Ride-sharing and technology company Lyft (LYFT) has pulled all of its on-demand electric bicycles in New York, Washington D.C. and the San Francisco Bay area from service after some riders reported issues with the brakes.

"We recently received a small number of reports from riders who experienced stronger than expected braking force on the front wheel. Out of an abundance of caution, we are proactively removing the pedal-assist bikes from service for the time being," the company said in a blog post.

About 3,000 bikes will be pulled from service and will be replaced with regular bicycles. Altogether Lyft operates about 20,000 bikes in those three cities, with a mix of electric and regular models.

"After a small number of reports and out of an abundance of caution, we are proactively pausing our electric bikes from service in three markets. Safety always comes first," Lyft spokeswoman Julie Wood told CNN on Sunday.
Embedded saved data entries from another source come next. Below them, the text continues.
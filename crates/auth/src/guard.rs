//! Route guard: access policy for protected content.
//!
//! The guard observes an [`AuthContext`] and re-evaluates whenever the
//! session or its required role changes. Redirects are issued as explicit
//! [`Navigator`] commands; rendering only reports what should be shown.

use std::sync::{Arc, Mutex};

use entities::{AuthState, User, UserRole};

use crate::{AuthContext, AuthObserver, Navigator, Routes};

/// Outcome of the access policy for one state.
#[derive(Debug, Clone, PartialEq, Eq)]
pub enum GuardDecision {
    /// Session still resolving. Show a placeholder, do not navigate.
    Loading,
    /// Visitor must be sent elsewhere. Show nothing.
    Redirect(String),
    /// Visitor may see the protected content.
    Allow,
}

/// What a guarded view should display.
#[derive(Debug, Clone, PartialEq, Eq)]
pub enum Rendered<T> {
    /// Loading indicator while the session resolves.
    Placeholder,
    /// Nothing; a redirect is under way.
    Nothing,
    /// The protected content, unchanged.
    Content(T),
}

impl<T> Rendered<T> {
    /// Returns the content if it is being shown.
    pub fn content(self) -> Option<T> {
        match self {
            Self::Content(content) => Some(content),
            _ => None,
        }
    }
}

/// Applies the access policy to a session state.
pub fn evaluate(
    state: &AuthState,
    required_role: Option<UserRole>,
    routes: &Routes,
) -> GuardDecision {
    if state.is_loading {
        return GuardDecision::Loading;
    }

    let Some(user) = &state.user else {
        return GuardDecision::Redirect(routes.login.clone());
    };

    match required_role {
        Some(role) if user.role != role => {
            GuardDecision::Redirect(routes.home_for(user.role).to_string())
        }
        _ => GuardDecision::Allow,
    }
}

/// Everything the decision depends on.
#[derive(Debug, Clone, PartialEq, Eq)]
struct GuardInputs {
    is_loading: bool,
    user: Option<User>,
    required_role: Option<UserRole>,
}

#[derive(Debug)]
struct GuardInner {
    required_role: Option<UserRole>,
    last_state: Option<AuthState>,
    last_inputs: Option<GuardInputs>,
    decision: GuardDecision,
}

/// Observer enforcing authentication and role requirements.
pub struct RouteGuard {
    navigator: Arc<dyn Navigator>,
    routes: Routes,
    inner: Mutex<GuardInner>,
}

impl std::fmt::Debug for RouteGuard {
    fn fmt(&self, f: &mut std::fmt::Formatter<'_>) -> std::fmt::Result {
        f.debug_struct("RouteGuard")
            .field("routes", &self.routes)
            .field("inner", &self.inner)
            .finish_non_exhaustive()
    }
}

impl RouteGuard {
    /// Creates a guard. It shows the placeholder until it first observes a
    /// state.
    pub fn new(
        navigator: Arc<dyn Navigator>,
        routes: Routes,
        required_role: Option<UserRole>,
    ) -> Self {
        Self {
            navigator,
            routes,
            inner: Mutex::new(GuardInner {
                required_role,
                last_state: None,
                last_inputs: None,
                decision: GuardDecision::Loading,
            }),
        }
    }

    /// Creates a guard and subscribes it to `context`, evaluating the current
    /// state immediately.
    pub fn mount(
        context: &AuthContext,
        navigator: Arc<dyn Navigator>,
        routes: Routes,
        required_role: Option<UserRole>,
    ) -> Arc<Self> {
        let guard = Arc::new(Self::new(navigator, routes, required_role));
        context.observe(guard.clone());
        guard
    }

    /// Returns the current decision.
    pub fn decision(&self) -> GuardDecision {
        self.lock().decision.clone()
    }

    /// Returns the role this guard requires, if any.
    pub fn required_role(&self) -> Option<UserRole> {
        self.lock().required_role
    }

    /// Changes the required role and re-evaluates against the last observed
    /// state.
    pub fn set_required_role(&self, required_role: Option<UserRole>) {
        let state = {
            let mut inner = self.lock();
            inner.required_role = required_role;
            inner.last_state.clone()
        };
        if let Some(state) = state {
            self.reevaluate(&state);
        }
    }

    /// Decides what to display in place of `children`.
    pub fn render<T>(&self, children: T) -> Rendered<T> {
        match self.decision() {
            GuardDecision::Loading => Rendered::Placeholder,
            GuardDecision::Redirect(_) => Rendered::Nothing,
            GuardDecision::Allow => Rendered::Content(children),
        }
    }

    fn reevaluate(&self, state: &AuthState) {
        let redirect = {
            let mut inner = self.lock();
            let inputs = GuardInputs {
                is_loading: state.is_loading,
                user: state.user.clone(),
                required_role: inner.required_role,
            };
            inner.last_state = Some(state.clone());

            // Same dependencies, same effect: nothing to redo
            if inner.last_inputs.as_ref() == Some(&inputs) {
                return;
            }

            let decision = evaluate(state, inputs.required_role, &self.routes);
            inner.last_inputs = Some(inputs);
            inner.decision = decision.clone();

            match decision {
                GuardDecision::Redirect(destination) => Some(destination),
                _ => None,
            }
        };

        // Navigate outside the lock; the navigator may call back into us
        if let Some(destination) = redirect {
            tracing::debug!(destination = %destination, "Guard redirecting");
            self.navigator.push(&destination);
        }
    }

    fn lock(&self) -> std::sync::MutexGuard<'_, GuardInner> {
        self.inner.lock().unwrap_or_else(|e| e.into_inner())
    }
}

impl AuthObserver for RouteGuard {
    fn on_state_change(&self, state: &AuthState) {
        self.reevaluate(state);
    }
}
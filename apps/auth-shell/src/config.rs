//! Shell configuration.

use std::env;
use std::path::PathBuf;
use std::time::Duration;

use auth::{DEFAULT_LOGOUT_DELAY_MS, DEFAULT_REQUEST_DELAY_MS, ServiceConfig};

/// Default location of the local storage file.
pub const DEFAULT_STORAGE_PATH: &str = ".auth-shell/storage.json";

/// Shell configuration loaded from environment variables.
#[derive(Debug, Clone)]
pub struct Config {
    /// Local storage file.
    pub storage_path: PathBuf,
    /// Simulated login latency.
    pub login_delay: Duration,
    /// Simulated registration latency.
    pub register_delay: Duration,
    /// Simulated logout latency.
    pub logout_delay: Duration,
    /// Log level.
    pub log_level: String,
}

impl Config {
    /// Loads configuration from environment variables.
    pub fn from_env() -> anyhow::Result<Self> {
        Self::from_lookup(|key| env::var(key).ok())
    }

    /// Loads configuration from an arbitrary variable source.
    pub fn from_lookup(lookup: impl Fn(&str) -> Option<String>) -> anyhow::Result<Self> {
        let millis = |key: &str, default: u64| -> anyhow::Result<Duration> {
            match lookup(key) {
                Some(value) => value
                    .trim()
                    .parse()
                    .map(Duration::from_millis)
                    .map_err(|_| anyhow::anyhow!("{key} must be a number of milliseconds")),
                None => Ok(Duration::from_millis(default)),
            }
        };

        Ok(Self {
            storage_path: lookup("AUTH_SHELL_STORAGE_PATH")
                .map(PathBuf::from)
                .unwrap_or_else(|| PathBuf::from(DEFAULT_STORAGE_PATH)),
            login_delay: millis("AUTH_SHELL_LOGIN_DELAY_MS", DEFAULT_REQUEST_DELAY_MS)?,
            register_delay: millis("AUTH_SHELL_REGISTER_DELAY_MS", DEFAULT_REQUEST_DELAY_MS)?,
            logout_delay: millis("AUTH_SHELL_LOGOUT_DELAY_MS", DEFAULT_LOGOUT_DELAY_MS)?,
            log_level: lookup("AUTH_SHELL_LOG_LEVEL").unwrap_or_else(|| "info".to_string()),
        })
    }

    /// Returns the latency settings for the mock backend.
    pub fn service_config(&self) -> ServiceConfig {
        ServiceConfig::default()
            .with_login_delay(self.login_delay)
            .with_register_delay(self.register_delay)
            .with_logout_delay(self.logout_delay)
    }
}
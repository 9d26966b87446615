//! Authentication error types.

use local_storage::StorageError;
use thiserror::Error;

/// Errors that can occur during authentication operations.
///
/// The display strings double as the user-facing notification text.
#[derive(Debug, Error)]
pub enum AuthError {
    /// No account is registered under the email.
    #[error("User not found")]
    NotFound,

    /// Password did not match.
    #[error("Invalid password")]
    InvalidCredentials,

    /// An account with the email already exists.
    #[error("User already exists")]
    AlreadyExists,

    /// Password and confirmation differ.
    #[error("Passwords do not match")]
    PasswordMismatch,

    /// Password is shorter than the minimum length.
    #[error("Password must be at least {} characters", crate::MIN_PASSWORD_LENGTH)]
    PasswordTooShort,

    /// Local storage access failed.
    #[error("Storage error: {0}")]
    Storage(#[from] StorageError),

    /// Persisted session could not be encoded or decoded.
    #[error("Serialization error: {0}")]
    Serialization(#[from] serde_json::Error),

    /// Other error.
    #[error("{0}")]
    Other(String),
}

impl AuthError {
    /// Returns true for failures caused by the submitted input rather than
    /// by the environment.
    pub fn is_user_error(&self) -> bool {
        matches!(
            self,
            Self::NotFound
                | Self::InvalidCredentials
                | Self::AlreadyExists
                | Self::PasswordMismatch
                | Self::PasswordTooShort
        )
    }
}

/// Result type for authentication operations.
pub type AuthResult<T> = Result<T, AuthError>;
A new public company, reporting for civic duty. Find out why at https://t.co/3yQ49pt4sY pic.twitter.com/Wnj4KEFHkz

— Lyft (@lyft) March 29, 2019

The company said it has been "hard at work on a new pedal-assist bike," and the model will be rolled out soon.

Lyft went public on March 29. The stock was down 1.89% at $58.76 in early trading on Monday after closing Friday at $59.90.